Stored data
+--
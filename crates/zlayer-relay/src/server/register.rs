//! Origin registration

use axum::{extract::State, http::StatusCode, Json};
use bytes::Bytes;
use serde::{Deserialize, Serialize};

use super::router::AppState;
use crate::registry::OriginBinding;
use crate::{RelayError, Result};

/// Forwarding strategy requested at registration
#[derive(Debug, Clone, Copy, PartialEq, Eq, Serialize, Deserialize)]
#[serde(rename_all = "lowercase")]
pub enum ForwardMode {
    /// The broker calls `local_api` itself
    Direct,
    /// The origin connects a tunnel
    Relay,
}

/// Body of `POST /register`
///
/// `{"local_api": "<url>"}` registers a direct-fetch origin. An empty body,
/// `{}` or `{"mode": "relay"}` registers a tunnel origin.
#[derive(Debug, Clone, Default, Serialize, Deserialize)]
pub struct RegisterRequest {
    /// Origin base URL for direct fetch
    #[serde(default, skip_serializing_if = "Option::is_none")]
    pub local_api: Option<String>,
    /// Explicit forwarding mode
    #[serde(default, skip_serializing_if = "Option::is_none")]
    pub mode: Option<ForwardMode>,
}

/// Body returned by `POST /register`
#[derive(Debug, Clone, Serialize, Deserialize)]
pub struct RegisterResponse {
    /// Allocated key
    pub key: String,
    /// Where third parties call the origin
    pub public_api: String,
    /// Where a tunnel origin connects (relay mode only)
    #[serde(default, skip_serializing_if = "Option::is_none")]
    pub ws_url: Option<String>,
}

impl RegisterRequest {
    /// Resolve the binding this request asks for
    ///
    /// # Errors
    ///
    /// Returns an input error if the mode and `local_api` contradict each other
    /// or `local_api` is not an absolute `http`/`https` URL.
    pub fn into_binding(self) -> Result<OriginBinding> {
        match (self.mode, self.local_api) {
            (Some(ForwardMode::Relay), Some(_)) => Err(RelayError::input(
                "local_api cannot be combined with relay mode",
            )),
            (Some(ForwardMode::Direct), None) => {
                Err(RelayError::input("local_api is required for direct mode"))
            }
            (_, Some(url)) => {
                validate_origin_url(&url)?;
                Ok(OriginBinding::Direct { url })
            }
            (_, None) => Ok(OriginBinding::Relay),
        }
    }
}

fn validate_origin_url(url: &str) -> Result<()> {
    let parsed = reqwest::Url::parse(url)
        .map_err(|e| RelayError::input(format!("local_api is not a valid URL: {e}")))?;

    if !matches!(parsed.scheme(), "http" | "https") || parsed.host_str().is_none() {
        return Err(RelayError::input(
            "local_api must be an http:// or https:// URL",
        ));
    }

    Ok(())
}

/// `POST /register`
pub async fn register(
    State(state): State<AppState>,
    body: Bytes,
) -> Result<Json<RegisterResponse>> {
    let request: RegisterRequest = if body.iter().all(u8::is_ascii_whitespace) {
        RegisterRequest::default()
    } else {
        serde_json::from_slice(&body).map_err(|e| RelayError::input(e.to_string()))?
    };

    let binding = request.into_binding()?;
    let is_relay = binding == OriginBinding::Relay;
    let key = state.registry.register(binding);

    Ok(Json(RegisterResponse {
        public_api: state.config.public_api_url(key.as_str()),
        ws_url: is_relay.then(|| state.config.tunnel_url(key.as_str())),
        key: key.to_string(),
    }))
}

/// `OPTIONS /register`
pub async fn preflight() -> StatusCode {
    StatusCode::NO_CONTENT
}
+--
» What you are asked to do
All entries shown above should be duplicated without a single difference.

» Answer box
filename crates/zlayer-relay/src/server/register.rs
//! Origin registration

use axum::{extract::State, http::StatusCode, Json};
use bytes::Bytes;
use serde::{Deserialize, Serialize};

use super::router::AppState;
use crate::registry::OriginBinding;
use crate::{RelayError, Result};

/// Forwarding strategy requested at registration
#[derive(Debug, Clone, Copy, PartialEq, Eq, Serialize, Deserialize)]
#[serde(rename_all = "lowercase")]
pub enum ForwardMode {
    /// The broker calls `local_api` itself
    Direct,
    /// The origin connects a tunnel
    Relay,
}

/// Body of `POST /register`
///
/// `{"local_api": "<url>"}` registers a direct-fetch origin. An empty body,
/// `{}` or `{"mode": "relay"}` registers a tunnel origin.
#[derive(Debug, Clone, Default, Serialize, Deserialize)]
pub struct RegisterRequest {
    /// Origin base URL for direct fetch
    #[serde(default, skip_serializing_if = "Option::is_none")]
    pub local_api: Option<String>,
    /// Explicit forwarding mode
    #[serde(default, skip_serializing_if = "Option::is_none")]
    pub mode: Option<ForwardMode>,
}

/// Body returned by `POST /register`
#[derive(Debug, Clone, Serialize, Deserialize)]
pub struct RegisterResponse {
    /// Allocated key
    pub key: String,
    /// Where third parties call the origin
    pub public_api: String,
    /// Where a tunnel origin connects (relay mode only)
    #[serde(default, skip_serializing_if = "Option::is_none")]
    pub ws_url: Option<String>,
}

impl RegisterRequest {
    /// Resolve the binding this request asks for
    ///
    /// # Errors
    ///
    /// Returns an input error if the mode and `local_api` contradict each other
    /// or `local_api` is not an absolute `http`/`https` URL.
    pub fn into_binding(self) -> Result<OriginBinding> {
        match (self.mode, self.local_api) {
            (Some(ForwardMode::Relay), Some(_)) => Err(RelayError::input(
                "local_api cannot be combined with relay mode",
            )),
            (Some(ForwardMode::Direct), None) => {
                Err(RelayError::input("local_api is required for direct mode"))
            }
            (_, Some(url)) => {
                validate_origin_url(&url)?;
                Ok(OriginBinding::Direct { url })
            }
            (_, None) => Ok(OriginBinding::Relay),
        }
    }
}

fn validate_origin_url(url: &str) -> Result<()> {
    let parsed = reqwest::Url::parse(url)
        .map_err(|e| RelayError::input(format!("local_api is not a valid URL: {e}")))?;

    if !matches!(parsed.scheme(), "http" | "https") || parsed.host_str().is_none() {
        return Err(RelayError::input(
            "local_api must be an http:// or https:// URL",
        ));
    }

    Ok(())
}

/// `POST /register`
pub async fn register(
    State(state): State<AppState>,
    body: Bytes,
) -> Result<Json<RegisterResponse>> {
    let request: RegisterRequest = if body.iter().all(u8::is_ascii_whitespace) {
        RegisterRequest::default()
    } else {
        serde_json::from_slice(&body).map_err(|e| RelayError::input(e.to_string()))?
    };

    let binding = request.into_binding()?;
    let is_relay = binding == OriginBinding::Relay;
    let key = state.registry.register(binding);

    Ok(Json(RegisterResponse {
        public_api: state.config.public_api_url(key.as_str()),
        ws_url: is_relay.then(|| state.config.tunnel_url(key.as_str())),
        key: key.to_string(),
    }))
}

/// `OPTIONS /register`
pub async fn preflight() -> StatusCode {
    StatusCode::NO_CONTENT
}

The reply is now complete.